Было холодно, печь недавно растопили, и комната еще не успела прогреться. Женя зажгла керосиновую лампу, электролинию к их дому еще не дотянули, не хватило, го­ворят, столбов. Пламя зазвенело, застреляло струйками копоти. Вдобавок ко всему, еще и керосин кончается...

От холода, неуюта, от неровного, ненадежного света лампы, а главное, от записки Жене хотелось запла­кать.

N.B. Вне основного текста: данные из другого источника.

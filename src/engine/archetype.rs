//! Archetype chunk lists.
//!
//! An [`Archetype`] owns every [`Chunk`] holding entities of one exact
//! component mask. The chunk list is append-only: chunks are created when no
//! free slot exists and are never destroyed or moved afterwards, so raw chunk
//! pointers held by the entity directory and by query ranges stay stable for
//! the lifetime of the world.
//!
//! Lookup by id ([`Archetype::find`]) is a linear scan over chunks and slots.
//! It is the one deliberately linear operation in the storage stack; hot
//! paths avoid it by caching a [`ChunkEntityRef`] per entity in the world
//! directory.

use std::ptr::NonNull;

use crate::engine::storage::{Chunk, ChunkEntityRef};
use crate::engine::types::{ComponentMask, EntityId};

/// All chunks of one exact component mask.
pub struct Archetype {
    mask: ComponentMask,
    chunks: Vec<NonNull<Chunk>>,
}

// SAFETY: the archetype exclusively owns its chunks; cross-thread use is
// bounded by the world's single-threaded mutation model.
unsafe impl Send for Archetype {}
// SAFETY: as above.
unsafe impl Sync for Archetype {}

impl Archetype {
    pub(crate) fn new(mask: ComponentMask) -> Self {
        Self {
            mask,
            chunks: Vec::new(),
        }
    }

    /// Returns the exact mask shared by every entity stored here.
    #[inline]
    pub fn mask(&self) -> &ComponentMask {
        &self.mask
    }

    /// Returns the number of chunks allocated so far.
    #[inline]
    pub fn chunk_count(&self) -> usize {
        self.chunks.len()
    }

    /// Returns the pinned chunk pointers, in allocation order.
    #[inline]
    pub(crate) fn chunks(&self) -> &[NonNull<Chunk>] {
        &self.chunks
    }

    /// Allocates a slot for `id` in the first chunk that has room, appending
    /// a fresh chunk when none does.
    pub(crate) fn allocate(&mut self, id: EntityId) -> ChunkEntityRef {
        let chunk_index = self
            .chunks
            .iter()
            .position(|chunk| {
                // SAFETY: chunk pointers are owned by this archetype and
                // alive until drop.
                unsafe { chunk.as_ref() }.has_free_slot()
            })
            .unwrap_or_else(|| {
                let chunk = Box::into_raw(Box::new(Chunk::new(&self.mask)));
                // SAFETY: Box::into_raw never returns null.
                self.chunks.push(unsafe { NonNull::new_unchecked(chunk) });
                self.chunks.len() - 1
            });

        let chunk_ptr = self.chunks[chunk_index].as_ptr();
        // SAFETY: the pointer was just taken from the owned list.
        let slot = unsafe { &mut *chunk_ptr }.allocate(id);
        ChunkEntityRef::new(chunk_ptr, slot)
    }

    /// Scans every chunk for `id`; returns an invalid ref when absent.
    pub(crate) fn find(&self, id: EntityId) -> ChunkEntityRef {
        for chunk in &self.chunks {
            // SAFETY: owned, live chunk.
            if let Some(slot) = unsafe { chunk.as_ref() }.find(id) {
                return ChunkEntityRef::new(chunk.as_ptr(), slot);
            }
        }
        ChunkEntityRef::default()
    }

    /// Frees the slot holding `id`. The entity must be stored here.
    pub(crate) fn destroy(&mut self, id: EntityId) {
        let entity_ref = self.find(id);
        assert!(entity_ref.is_valid(), "entity not found in archetype");
        // SAFETY: find returned a pointer from the owned list.
        unsafe { &mut *entity_ref.chunk() }.destroy(entity_ref.slot(), id);
    }
}

impl Drop for Archetype {
    fn drop(&mut self) {
        for chunk in self.chunks.drain(..) {
            // SAFETY: every pointer came from Box::into_raw in allocate and
            // is dropped exactly once.
            unsafe {
                drop(Box::from_raw(chunk.as_ptr()));
            }
        }
    }
}

#[cfg(test)]
mod tests {
    use super::*;
    use crate::engine::component::type_id_of;
    use crate::engine::types::MAX_ENTITIES_PER_CHUNK;

    #[derive(Clone, Copy)]
    struct Marker(#[allow(dead_code)] u8);

    fn marker_mask() -> ComponentMask {
        let mut mask = ComponentMask::new();
        mask.set(type_id_of::<Marker>());
        mask
    }

    #[test]
    fn appends_a_chunk_when_full() {
        let mut archetype = Archetype::new(marker_mask());
        for i in 0..MAX_ENTITIES_PER_CHUNK as u64 {
            let _ = archetype.allocate(EntityId::new(i, 0));
        }
        assert_eq!(archetype.chunk_count(), 1);
        let spill = archetype.allocate(EntityId::new(999, 0));
        assert_eq!(archetype.chunk_count(), 2);
        assert!(spill.is_valid());
        assert_eq!(spill.slot(), 0);
    }

    #[test]
    fn find_locates_across_chunks() {
        let mut archetype = Archetype::new(marker_mask());
        for i in 0..(MAX_ENTITIES_PER_CHUNK as u64 + 3) {
            let _ = archetype.allocate(EntityId::new(i, 0));
        }
        let target = EntityId::new(MAX_ENTITIES_PER_CHUNK as u64 + 1, 0);
        let found = archetype.find(target);
        assert!(found.is_valid());
        // SAFETY: ref came from the archetype just above.
        assert_eq!(unsafe { &*found.chunk() }.id_at(found.slot()), target);
        assert!(!archetype.find(EntityId::new(5_000, 0)).is_valid());
    }

    #[test]
    fn destroyed_slots_are_reused_before_new_chunks() {
        let mut archetype = Archetype::new(marker_mask());
        for i in 0..MAX_ENTITIES_PER_CHUNK as u64 {
            let _ = archetype.allocate(EntityId::new(i, 0));
        }
        archetype.destroy(EntityId::new(40, 0));
        let reused = archetype.allocate(EntityId::new(777, 0));
        assert_eq!(archetype.chunk_count(), 1);
        assert_eq!(reused.slot(), 40);
    }
}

Накинув на плечи пуховый платок, она достала бума­гу, чернила и села на койку, ближе к печке, решив напи­сать письмо отцу с матерью. Двадцать восьмое по счету. Только в первых пяти-шести письмах из Камышного ей удавалось сохранить бодрость, лихость, и конверты полу­чались пухлыми от событий. А дальше то так, то этак все откровеннее стала проглядывать тоска по дому. Хотелось пожаловаться, как в детстве, а кому, как не маме с папой? Да и чего в том удивительного, если она впервые в жизни уехала из родного дома, и не на день-два, а на многие ме­сяцы и, наверное, даже годы... Как же ей не грустить!

В легкие минуты Женя повторяла себе, что грусть-тоска скоро развеется сама собой, только надо уметь пе­реключать себя. Она хлопотала на кухне, прибирала в комнате, подметала, мыла, чистила... Но когда что-то не ладилось, Женю тут же охватывали воспоминания о до­машних беспечальных годах.

«Дорогие мамочка и папа! Я не вытерплю здешней жизни, уеду. Сбегу, фактически опозорюсь, но оставаться на целине у меня больше нет сил...»

Женя подумала и отложила письмо — не так начала, это сразу огорчит отца с матерью. Слишком уж грубая правда, надо подумать и написать им как-нибудь по­мягче.

Надо отвлечься, надо переключить себя совсем на другое. Она взяла Павлова «Двадцатилетний опыт», кни­гу Леонида Петровича, раскрыла наугад и сразу обрати­ла внимание на строки, подчеркнутые карандашом: «...Организм представляет собой сложную обособлен­ную систему, внутренние силы которой каждый момент уравновешиваются внешними силами окружающей среды».

Интересно. Значит, ее, Женины, внутренние силы тоже должны быть уравновешены и не от случая к случаю, а в каждый момент. Но каким образом она может уравно­весить себя сейчас с Ириной Михайловной и с Хлыновым?

Она полистала дальше. Подчеркивал, конечно, сам Леонид Петрович. «...Не постоянное ли горе жизни состо­ит в том, что люди большей частью не понимают друг друга, не могут войти один в состояние другого...»

Да, она не может войти в состояние Ирины Михайлов­ны, и в этом действительно горе ее жизни, что правда, то правда. Но что это значит — войти? Всё понять и всё простить, так, что ли? Тогда, на току ведь это не сон был, а явь, свидание Ирины Михайловны с Хлыновым. «Вни­мание, черти на целине! Ха-ха»,

Написала о Хлынове: золотые руки. Но ведь все пра­вильно — руки! Руки труженика. А зачем комбайнеру сердце, душа и всё такое? Он убирает хлеб, кормит, мож­но сказать, страну, про него пишут в газетах. И совесть у него чиста. В этом смысле — в трудовом.

А что важнее: то, что Хлынов кормит хлебом, или то, что он... связан с чужой женой? Вопрос. И в ответ Жене захотелось воскликнуть горько и громко: «Хлеб важнее, господи, хлеб наш насущный!»